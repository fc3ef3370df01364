pub mod audio;
pub mod clock;
pub mod config;
pub mod engine;
pub mod error;
pub mod event;
pub mod lyrics;
pub mod paths;
pub mod playback;
pub mod player;
pub mod seek;
pub mod time;

pub use audio::{AudioOutput, PositionFeed, SilentOutput};
pub use clock::{PlaybackClock, DEFAULT_TICK_INTERVAL};
pub use config::{
    LoggingConfig, LyricEntry, PlaybackConfig, PlaydeckConfig, TrackConfig, CONFIG_TEMPLATE,
};
pub use engine::{EngineMailbox, PlayerEngine, PlayerHandle};
pub use error::{AudioError, CoreError};
pub use event::{PlayerCommand, PlayerEvent};
pub use lyrics::{BeforeFirstLine, LyricLine, LyricSync, Lyrics, LyricsMetadata};
pub use paths::{config_dir, config_path, log_file_path, CONFIG_DIR_NAME, CONFIG_FILE_NAME};
pub use playback::{PlayState, PlaybackState, TrackInfo};
pub use player::Player;
pub use seek::{seek_fraction, seek_time, TrackGeometry};
pub use time::DurationExt;

/// Re-export toml error type for config parsing error handling
pub use toml::de::Error as TomlParseError;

==================================================

• WORK INSTRUCTION
Each entry is to be written out exactly as it was given.

• RESULT
repository fc3ef3370df01364
pub mod audio;
pub mod clock;
pub mod config;
pub mod engine;
pub mod error;
pub mod event;
pub mod lyrics;
pub mod paths;
pub mod playback;
pub mod player;
pub mod seek;
pub mod time;

pub use audio::{AudioOutput, PositionFeed, SilentOutput};
pub use clock::{PlaybackClock, DEFAULT_TICK_INTERVAL};
pub use config::{
    LoggingConfig, LyricEntry, PlaybackConfig, PlaydeckConfig, TrackConfig, CONFIG_TEMPLATE,
};
pub use engine::{EngineMailbox, PlayerEngine, PlayerHandle};
pub use error::{AudioError, CoreError};
pub use event::{PlayerCommand, PlayerEvent};
pub use lyrics::{BeforeFirstLine, LyricLine, LyricSync, Lyrics, LyricsMetadata};
pub use paths::{config_dir, config_path, log_file_path, CONFIG_DIR_NAME, CONFIG_FILE_NAME};
pub use playback::{PlayState, PlaybackState, TrackInfo};
pub use player::Player;
pub use seek::{seek_fraction, seek_time, TrackGeometry};
pub use time::DurationExt;

/// Re-export toml error type for config parsing error handling
pub use toml::de::Error as TomlParseError;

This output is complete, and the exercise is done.